A study on military accidents where individuals were exposed to intense noise were treated with NAC. When given after exposure, NAC reduced the risk of temporary hearing loss—a risk factor for tinnitus—by 39% (Rosenhall 2019). However, a study on subjects exposed to loud nightclub music showed no benefits from NAC (Kramer 2006). The nightclub noise may not have been as loud as the military acoustic accidents, causing less hearing damage and minimizing benefits from NAC supplementation. Interestingly, in a trial using NAC for treating depression, one patient had a remarkable decrease in her chronic tinnitus as a side effect (Dean 2013). 

Evidence using NAC injected into the inner ear also suggests that it protects from drugs known to cause hearing loss (Waissbluth 2020). While more research is needed, with appropriate use, NAC is quite safe and may have a place in protecting and supporting the inner ear from hearing loss and tinnitus. 


Co-enzyme Q10

CoQ10 is an antioxidant involved in energy production throughout the body. Early evidence is starting to suggest that it may have some benefits for protecting from hearing loss and treating tinnitus. A small trial treated patients with tinnitus using CoQ10. Interestingly, patients with low serum CoQ10 derived significant benefits, suggesting that low levels of CoQ10 could be a factor in the condition (Khan 2007).

In a later clinical trial, a water soluble form of CoQ10 was administered to assess it’s protective effects against noise exposure. After taking CoQ10 for 30 days, individuals were then exposed to a loud noise. Patients on CoQ10 recovered their hearing more quickly than without (Staffa 2014). A separate study using CoQ10 with a multivitamin found that the combination was effective for protecting from hearing damage in cancer patients induced from chemotherapy (Scasso 2017). 

While more evidence is clearly needed, the initial data suggests CoQ10 might be another antioxidant capable of protecting from hearing loss and reversing some symptoms of tinnitus, especially in patients with low CoQ10 levels. 

Noise Therapy

Different types of sound therapy are also being explored for the treatment of tinnitus. Patients with tinnitus were fitted with hearing aids that played a constant, low level background noise to try and reduce the brain’s perception of the tinnitus.

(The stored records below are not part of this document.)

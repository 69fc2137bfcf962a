//! Geocoded location model

use super::BoundingBox;
use serde::{Deserialize, Serialize};

/// A place name resolved to coordinates and an (expanded) bounding box
#[derive(Debug, Serialize, Deserialize, Clone, PartialEq)]
pub struct Location {
    /// The name the user asked for, e.g. "Chennai, India"
    pub query: String,
    /// Full name returned by the geocoder
    pub display_name: String,
    /// Latitude in decimal degrees
    pub latitude: f64,
    /// Longitude in decimal degrees
    pub longitude: f64,
    /// Search area for monitoring stations
    pub bounding_box: BoundingBox,
}

impl Location {
    /// Format location as coordinates string
    #[must_use]
    pub fn format_coordinates(&self) -> String {
        format!("{:.4}, {:.4}", self.latitude, self.longitude)
    }
}

#[cfg(test)]
mod tests {
    use super::*;

    fn chennai() -> Location {
        Location {
            query: "Chennai".to_string(),
            display_name: "Chennai, Tamil Nadu, India".to_string(),
            latitude: 13.083_694,
            longitude: 80.270_186,
            bounding_box: BoundingBox::new(12.9, 80.1, 13.2, 80.4).unwrap(),
        }
    }

    #[test]
    fn test_format_coordinates() {
        assert_eq!(chennai().format_coordinates(), "13.0837, 80.2702");
    }
}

After three months of low noise level exposure, 42.9% of patients no longer had tinnitus (Mondelli 2021). The brain had adapted and effectively blocked out the tinnitus sounds.   

An earlier pilot study used different background noises provided through hearing aids and also found significant improvements for most patients suffering from treatment resistant tinnitus (Suzuki 2016). While it’s still in its infancy, sound therapy for tinnitus appears to hold promise for significant improvements with minimal side effects. The biggest drawback is the cost of the hearing aids. 


Tinnitus, especially when severe, can be debilitating. No standard treatment is recommended and alternatives are worth considering. While data is preliminary, the risks from melatonin, NAC, CoQ10 and noise therapy are minimal. These treatments may be worth considering in patients struggling with the condition.